The Board stresses the importance of proper patient identification prior to any telemedicine encounter. Failure to verify the patient’s identity may lead to fraudulent activity or the improper disclosure of confidential patient information. The licensee using telemedicine should verify the identity and location of the patient. Furthermore, the licensee’s name, location, and professional credentials should be provided to the patient. Licensees using telemedicine should also ensure the availability for appropriate follow-up care and maintain a complete medical record that is available to the patient and other treating health care providers.

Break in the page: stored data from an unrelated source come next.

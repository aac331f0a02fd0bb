//! Initialise / start / stop / dispose for [`Connector`].

use std::sync::Arc;
use std::sync::atomic::Ordering;

use arc_swap::ArcSwapOption;
use log::{debug, error, info};

use super::{Connector, LOG_TARGET};
use crate::config::{ThreadingProfile, WhenExhausted};
use crate::error::{ConnectorError, ConnectorResult};
use crate::lifecycle::LifecyclePhase;
use crate::pool::KeyedResourcePool;
use crate::receiver::MessageReceiver;
use crate::retry::RetryPolicy;
use crate::work::{BoundedTaskPool, PeriodicScheduler};

/// Concurrent scheduled runs allowed on a connector's polling scheduler.
const SCHEDULER_CONCURRENCY: usize = 4;

impl Connector {
    /// Build the retry policy, object pools and task pools, then run the
    /// transport's initialise hook.
    ///
    /// On failure everything created here is released again and the
    /// connector stays in `Created`.
    pub async fn initialise(&self) -> ConnectorResult<()> {
        self.inner
            .lifecycle
            .fire_initialise_phase(|| async {
                let policy = self
                    .inner
                    .config
                    .retry
                    .clone()
                    .map(RetryPolicy::new)
                    .unwrap_or_default();
                self.inner.retry_policy.store(Some(Arc::new(policy)));

                self.create_object_pools();
                self.create_work_managers();

                if let Err(e) = self.inner.hooks.do_initialise().await {
                    self.release_initialised_resources().await;
                    return Err(ConnectorError::lifecycle_with_source(
                        self.name(),
                        "transport initialise failed",
                        e,
                    ));
                }
                Ok(())
            })
            .await
            .map_err(|e| {
                if e.is_illegal_transition() {
                    e
                } else {
                    ConnectorError::initialisation(self.name(), e)
                }
            })
    }

    /// Start the connector.
    ///
    /// Connects first if needed; receivers are then started by the connect
    /// itself, which may complete later under an asynchronous retry policy.
    pub async fn start(&self) -> ConnectorResult<()> {
        if self.is_initial_state_stopped() {
            info!(
                target: LOG_TARGET,
                "Connector {} has initial state 'stopped'; not starting",
                self.name()
            );
            return Ok(());
        }

        let current = self.state();
        if !current.allows(LifecyclePhase::Start) {
            return Err(ConnectorError::IllegalLifecycleTransition {
                component: self.name().to_string(),
                current,
                requested: LifecyclePhase::Start,
            });
        }

        if self.is_connected() {
            self.start_after_connect().await
        } else {
            self.inner.start_on_connect.store(true, Ordering::Release);
            self.connect().await
        }
    }

    pub(crate) async fn start_after_connect(&self) -> ConnectorResult<()> {
        self.inner.start_on_connect.store(false, Ordering::Release);

        self.inner
            .lifecycle
            .fire_start_phase(|| async {
                self.create_work_managers();
                self.inner
                    .scheduler
                    .store(Some(Arc::new(PeriodicScheduler::with_max_concurrent_runs(
                        format!("{}.scheduler", self.name()),
                        SCHEDULER_CONCURRENCY,
                    ))));

                if let Err(e) = self.inner.hooks.do_start().await {
                    if let Some(scheduler) = self.inner.scheduler.swap(None) {
                        scheduler.shutdown(self.inner.runtime.shutdown_timeout()).await;
                    }
                    return Err(ConnectorError::lifecycle_with_source(
                        self.name(),
                        "transport start failed",
                        e,
                    ));
                }

                self.start_receivers().await
            })
            .await
    }

    /// Start every registered receiver. All receivers are attempted; every
    /// failure is logged and the first one returned.
    async fn start_receivers(&self) -> ConnectorResult<()> {
        let mut first_error = None;
        for receiver in self.receivers() {
            if let Err(e) = self.start_receiver(&receiver).await {
                error!(
                    target: LOG_TARGET,
                    "Failed to start receiver {}: {}",
                    receiver.resource_id(),
                    e
                );
                first_error.get_or_insert(e);
            }
        }
        first_error.map_or(Ok(()), Err)
    }

    async fn start_receiver(&self, receiver: &Arc<MessageReceiver>) -> ConnectorResult<()> {
        if receiver.flow().is_started() {
            return receiver.start().await;
        }
        if !self.retry_policy().is_asynchronous() {
            debug!(
                target: LOG_TARGET,
                "Flow {} not started; leaving receiver {} to start with it",
                receiver.flow().name(),
                receiver.resource_id()
            );
            return Ok(());
        }

        let started = self
            .inner
            .runtime
            .wait_until_started(self.inner.config.context_start_timeout(), &self.inner.interrupt)
            .await?;
        if started {
            receiver.start().await
        } else {
            Err(ConnectorError::lifecycle(
                receiver.resource_id(),
                "Timeout waiting for runtime to be completely started",
            ))
        }
    }

    /// Stop the connector. Receivers stay connected.
    ///
    /// Transport and receiver stop failures are logged, never returned, so
    /// every receiver gets its stop attempt.
    pub async fn stop(&self) -> ConnectorResult<()> {
        self.inner
            .lifecycle
            .fire_stop_phase(|| async {
                let timeout = self.inner.runtime.shutdown_timeout();
                if let Some(scheduler) = self.inner.scheduler.load_full() {
                    scheduler.shutdown(timeout).await;
                }

                if let Err(e) = self.inner.hooks.do_stop().await {
                    error!(target: LOG_TARGET, "Transport stop failed for {}: {}", self.name(), e);
                }

                for receiver in self.receivers() {
                    if let Err(e) = receiver.stop().await {
                        error!(
                            target: LOG_TARGET,
                            "Failed to stop receiver {}: {}",
                            receiver.resource_id(),
                            e
                        );
                    }
                }

                self.dispose_work_managers().await;
                if let Some(pool) = self.inner.dispatchers.load_full() {
                    pool.clear();
                }
                if let Some(pool) = self.inner.requesters.load_full() {
                    pool.clear();
                }
                self.inner.scheduler.store(None);
                Ok(())
            })
            .await
    }

    /// Stop and disconnect (failures logged), then release everything the
    /// connector owns. A disposed connector cannot be used again.
    ///
    /// A connect attempt already talking to the transport is waited for, so
    /// whatever it connected is disconnected here.
    pub async fn dispose(&self) -> ConnectorResult<()> {
        self.inner.interrupt.cancel();
        let _connection = self.lock_connection().await;

        if self.is_started() {
            if let Err(e) = self.stop().await {
                error!(target: LOG_TARGET, "Failed to stop {} during dispose: {}", self.name(), e);
            }
        }
        if self.is_connected() {
            if let Err(e) = self.disconnect().await {
                error!(
                    target: LOG_TARGET,
                    "Failed to disconnect {} during dispose: {}",
                    self.name(),
                    e
                );
            }
        }

        self.inner
            .lifecycle
            .fire_dispose_phase(|| async {
                if let Err(e) = self.inner.hooks.do_dispose().await {
                    error!(target: LOG_TARGET, "Transport dispose failed for {}: {}", self.name(), e);
                }

                let keys: Vec<String> = self
                    .inner
                    .receivers
                    .iter()
                    .map(|entry| entry.key().clone())
                    .collect();
                for key in keys {
                    if let Some((_, receiver)) = self.inner.receivers.remove(&key) {
                        self.destroy_receiver(&receiver).await;
                    }
                }

                if let Some(pool) = self.inner.dispatchers.load_full() {
                    pool.close();
                }
                if let Some(pool) = self.inner.requesters.load_full() {
                    pool.close();
                }
                self.dispose_work_managers().await;
                if let Some(scheduler) = self.inner.scheduler.swap(None) {
                    scheduler.shutdown(self.inner.runtime.shutdown_timeout()).await;
                }
                Ok(())
            })
            .await
    }

    /// Dispatcher pool capacity: one per dispatching worker, plus one for
    /// the caller when an exhausted pool runs work inline.
    pub(crate) fn default_dispatchers_active(&self) -> usize {
        let profile = &self.inner.config.dispatcher_threading;
        let caller_runs = usize::from(profile.pool_exhausted_action == WhenExhausted::Run);
        profile.max_threads_active + caller_runs
    }

    fn create_object_pools(&self) {
        let config = &self.inner.config;
        let dispatchers = KeyedResourcePool::new(
            format!("{}.dispatchers", self.name()),
            self.inner.hooks.dispatcher_factory(),
            self.default_dispatchers_active(),
            config.dispatcher_pool.exhausted_action,
            config.dispatcher_pool.max_wait(),
            self.inner.interrupt.clone(),
        );
        let requesters = KeyedResourcePool::new(
            format!("{}.requesters", self.name()),
            self.inner.hooks.requester_factory(),
            config.requester_threading.max_threads_active,
            config.requester_pool.exhausted_action,
            config.requester_pool.max_wait(),
            self.inner.interrupt.clone(),
        );
        self.inner.dispatchers.store(Some(Arc::new(dispatchers)));
        self.inner.requesters.store(Some(Arc::new(requesters)));
    }

    /// Create whichever task pools are missing.
    fn create_work_managers(&self) {
        let config = &self.inner.config;
        for (slot, role, profile) in [
            (&self.inner.receiver_pool, "receiver", &config.receiver_threading),
            (&self.inner.dispatcher_task_pool, "dispatcher", &config.dispatcher_threading),
            (&self.inner.requester_task_pool, "requester", &config.requester_threading),
        ] {
            self.ensure_task_pool(slot, role, profile);
        }
    }

    fn ensure_task_pool(
        &self,
        slot: &ArcSwapOption<BoundedTaskPool>,
        role: &str,
        profile: &ThreadingProfile,
    ) {
        if slot.load_full().is_none() {
            let name = format!("{}.{}", self.name(), role);
            debug!(target: LOG_TARGET, "Creating task pool {}", name);
            slot.store(Some(Arc::new(BoundedTaskPool::new(name, profile.clone()))));
        }
    }

    async fn dispose_work_managers(&self) {
        let timeout = self.inner.runtime.shutdown_timeout();
        for slot in [
            &self.inner.receiver_pool,
            &self.inner.dispatcher_task_pool,
            &self.inner.requester_task_pool,
        ] {
            if let Some(pool) = slot.swap(None) {
                pool.dispose(timeout).await;
            }
        }
    }

    async fn release_initialised_resources(&self) {
        if let Some(pool) = self.inner.dispatchers.swap(None) {
            pool.close();
        }
        if let Some(pool) = self.inner.requesters.swap(None) {
            pool.close();
        }
        self.dispose_work_managers().await;
        self.inner.retry_policy.store(None);
    }

    pub(crate) async fn destroy_receiver(&self, receiver: &Arc<MessageReceiver>) {
        if let Err(e) = receiver.dispose().await {
            error!(
                target: LOG_TARGET,
                "Failed to dispose receiver {}: {}",
                receiver.resource_id(),
                e
            );
        }
    }
}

Licensees are expected to practice in accordance with the Board’s Position Statement “Contact with Patients Before Prescribing.” It is the position of the Board that it is not consistent with the current standard of care to prescribe controlled substances for the treatment of pain in which the only patient encounter is by means of telemedicine and there are no other licensed healthcare providers involved in the initial and ongoing evaluations of the patient. Licensees prescribing controlled substances by means of telemedicine for other conditions should comply with all relevant federal and state laws and are expected to participate in the Controlled Substances Reporting System.
The licensee treating a patient via telemedicine must maintain a complete record of the telemedicine patient’s care consistent with the prevailing medical record standards. The medical record should clearly document all aspects of care including email, text, photos, phone contact, and other forms of communication. HIPAA and related privacy and security documents should be present and signed where appropriate. Appropriate informed consent documents acknowledging the risks, limitations, alternatives, and benefits of the telemedicine encounter should be included.
The licensee must maintain the medical record’s confidentiality and provide a copy of the medical record to the patient in a manner consistent with state and federal law. If the patient has a primary care provider and a telemedicine provider for the same ailment, then the primary care provider’s medical record and the telemedicine provider’s medical record constitute one complete patient record. Licensees practicing via telemedicine will be held to the same standards of professionalism concerning the transfer of medical records and communications with the patient’s primary care provider and medical home as those licensees practicing via traditional means.
Providers of telemedicine should consider providing a statement identifying any unique limitations of the electronic model by which care is being provided. Such patient notification can be distributed prior to providing services and included in all direct advertising to the public.
The Board deems the practice of medicine to occur in the state where the patient is located. Therefore, any licensee using telemedicine to regularly provide medical services to patients located in North Carolina should be licensed to practice medicine in North Carolina. Licensees need not reside in North Carolina if they have a valid, current North Carolina license.
North Carolina licensees intending to practice medicine via telemedicine technology to treat or diagnose patients outside of North Carolina should check with other state licensing boards. Most states require physicians to be licensed, and some have enacted limitations on telemedicine practice or require or offer a special registration. A directory of all U.S. medical boards may be accessed at the Federation of State Medical Boards website.